La baisse des publications chez les éditeurs normaux laisse les auteurs inconnus/débutants démunis. A moins d'opter pour l'autoédition, ils n'ont pas d'autre solution que l'édition à compte d'auteur ou à C/E limite (voir les contrats à compte d'éditeur limite puis les contrats à compte d'auteur). A part la fabrication d'un ouvrage, sa publication en ligne et sa fabrication physique au compte-gouttes (tirage à la demande), ces commerçants ne font pas grand-chose (voir les articles Cacardages Edition) pour le livre et son auteur. Comme les sommes exigées sont relativement modestes, les écrivains mécontents ont du mal à se retourner devant les tribunaux. Pour ces prestataires de l'édition, le Covid 19 n'a pas que des inconvénients. La période actuelle a deux effets positifs, particulièrement pour les éditeurs les plus indélicats :

- plus de personnes se sont lancées, en 2020, dans l'écriture comme dérivatif du confinement ;
- l'édition traditionnelle réduit sa voilure et surtout hésite à prendre le risque de la découverte d'un auteur en devenir.

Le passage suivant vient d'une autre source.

//! Non-recursive evaluation of compiled programs.
//!
//! The evaluator is a single forward scan over the instruction array with an
//! explicit operand stack, sized up front from the compile-time maximum.
//! Short-circuit jumps use the precomputed targets; on a jump the operand
//! stack is cut back to the height recorded for the resume point, so a fired
//! child behaves exactly as if its whole connective had run and produced
//! that boolean.
//!
//! All state lives in the stack frame of [`Program::evaluate`]; the program
//! itself is only read. Evaluating one program from many threads at once
//! needs no synchronization.
use std::collections::HashMap;

use crate::{
    ops::{OpContext, OperatorError},
    program::{Opcode, Program},
    value::Value,
};

/// Source of variable values during one evaluation.
///
/// `key` is the slot handle assigned when the variable was declared to the
/// environment; free variables carry no key and resolve by name only.
pub trait Binding {
    fn get(&self, key: Option<u32>, name: &str) -> Option<Value>;

    fn has(&self, key: Option<u32>, name: &str) -> bool {
        self.get(key, name).is_some()
    }
}

/// Ready-made [`Binding`] backed by a slot table for keyed variables and a
/// name map for free ones. Keyed lookups fall back to the name map, so a
/// caller who only ever calls [`set`](Bindings::set) still satisfies keyed
/// programs.
#[derive(Debug, Clone, Default)]
pub struct Bindings {
    slots: Vec<Option<Value>>,
    named: HashMap<Box<str>, Value>,
}

impl Bindings {
    pub fn new() -> Self {
        Self::default()
    }

    /// Bind by name.
    pub fn set(&mut self, name: impl AsRef<str>, value: impl Into<Value>) -> &mut Self {
        self.named.insert(Box::from(name.as_ref()), value.into());
        self
    }

    /// Bind by slot key; constant-time lookup during evaluation.
    pub fn set_slot(&mut self, key: u32, value: impl Into<Value>) -> &mut Self {
        let index = key as usize;
        if index >= self.slots.len() {
            self.slots.resize(index + 1, None);
        }
        self.slots[index] = Some(value.into());
        self
    }
}

impl Binding for Bindings {
    fn get(&self, key: Option<u32>, name: &str) -> Option<Value> {
        if let Some(key) = key {
            if let Some(Some(value)) = self.slots.get(key as usize) {
                return Some(value.clone());
            }
        }
        self.named.get(name).cloned()
    }
}

impl Binding for HashMap<String, Value> {
    fn get(&self, _key: Option<u32>, name: &str) -> Option<Value> {
        HashMap::get(self, name).cloned()
    }
}

#[derive(thiserror::Error, Debug, Clone, PartialEq)]
pub enum EvalError {
    #[error("variable `{name}` is not bound")]
    UnboundVariable { name: Box<str> },
    #[error("operator `{name}` failed: {source}")]
    Operator {
        name: Box<str>,
        #[source]
        source: OperatorError,
    },
    #[error("condition evaluated to a {got}, expected a boolean")]
    NonBooleanCondition { got: &'static str },
    #[error("expression evaluated to a {got}, expected a boolean")]
    NonBooleanResult { got: &'static str },
    #[error("operand stack underflow at instruction {pc}")]
    StackUnderflow { pc: usize },
}

impl Program {
    /// Run the program against a binding and produce its value.
    pub fn evaluate(&self, binding: &dyn Binding) -> Result<Value, EvalError> {
        let nodes = self.instructions();
        let len = nodes.len();
        let mut stack: Vec<Value> = Vec::with_capacity(self.max_stack());
        let mut pc = 0usize;

        while pc < len {
            let ins = &nodes[pc];
            let value = match &ins.op {
                Opcode::Const(value) => value.clone(),
                Opcode::Var { name, key } => self.lookup(binding, *name, *key)?,
                Opcode::Call { name, op, argc } => {
                    let argc = usize::from(*argc);
                    let at = stack
                        .len()
                        .checked_sub(argc)
                        .ok_or(EvalError::StackUnderflow { pc })?;
                    let ctx = OpContext {
                        binding: Some(binding),
                    };
                    // operands are consumed in place, no per-call allocation
                    let value = op.invoke(&ctx, &stack[at..]).map_err(|source| {
                        EvalError::Operator {
                            name: Box::from(self.name(*name)),
                            source,
                        }
                    })?;
                    stack.truncate(at);
                    value
                }
                Opcode::FastCall { name, op } => {
                    // operands sit in the two slots after the call
                    let args = [
                        self.operand(binding, pc + 1)?,
                        self.operand(binding, pc + 2)?,
                    ];
                    let ctx = OpContext {
                        binding: Some(binding),
                    };
                    let value =
                        op.invoke(&ctx, &args).map_err(|source| EvalError::Operator {
                            name: Box::from(self.name(*name)),
                            source,
                        })?;
                    pc += 2;
                    value
                }
                Opcode::Branch { end } => {
                    let cond = stack.pop().ok_or(EvalError::StackUnderflow { pc })?;
                    let cond = cond.as_bool().ok_or(EvalError::NonBooleanCondition {
                        got: cond.type_name(),
                    })?;
                    pc = if cond { pc + 1 } else { usize::from(*end) + 1 };
                    continue;
                }
                Opcode::End { resume } => {
                    pc = usize::from(*resume);
                    continue;
                }
                Opcode::Trace(text) => {
                    tracing::trace!(pc, stack = stack.len(), "{text}");
                    pc += 1;
                    continue;
                }
            };

            // a boolean that decides an enclosing connective jumps straight
            // to the precomputed resume point; non-booleans fall through so
            // the connective call itself reports the type error
            if !ins.flags.is_empty() {
                if let Value::Bool(b) = value {
                    if let Some(target) = ins.jump_on(b) {
                        let target = usize::from(target);
                        if target == len {
                            return Ok(Value::Bool(b));
                        }
                        // cut back to the height the resume point expects,
                        // with the decided connective's value on top
                        let height = usize::from(nodes[target - 1].stack_after);
                        stack.truncate(height - 1);
                        stack.push(Value::Bool(b));
                        pc = target;
                        continue;
                    }
                }
            }

            stack.push(value);
            pc += 1;
        }

        stack.pop().ok_or(EvalError::StackUnderflow { pc })
    }

    /// As [`evaluate`](Program::evaluate), demanding a boolean result.
    pub fn evaluate_bool(&self, binding: &dyn Binding) -> Result<bool, EvalError> {
        let value = self.evaluate(binding)?;
        value.as_bool().ok_or(EvalError::NonBooleanResult {
            got: value.type_name(),
        })
    }

    fn lookup(
        &self,
        binding: &dyn Binding,
        name: lasso::Spur,
        key: Option<u32>,
    ) -> Result<Value, EvalError> {
        let name = self.name(name);
        binding
            .get(key, name)
            .ok_or_else(|| EvalError::UnboundVariable {
                name: Box::from(name),
            })
    }

    /// Resolve an inline operand slot of a fast call.
    fn operand(&self, binding: &dyn Binding, slot: usize) -> Result<Value, EvalError> {
        match &self.instructions()[slot].op {
            Opcode::Const(value) => Ok(value.clone()),
            Opcode::Var { name, key } => self.lookup(binding, *name, *key),
            _ => unreachable!("fast-call operands are literals or variables"),
        }
    }
}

L'époque n'est pas rose pour qui se targue de vouloir publier son livre. Difficile de blâmer les nouveaux écrivains qui recourent à ces expédients. Tout ce qu'on peut leur conseiller, c'est la plus grande prudence, ne pas céder trop facilement à la première sirène rencontrée. Qu'ils n'hésitent pas à consulter les pages de notre site, notre guide Audace et de voir ce que l'on dit de leur éditeur sur les réseaux sociaux et les forums.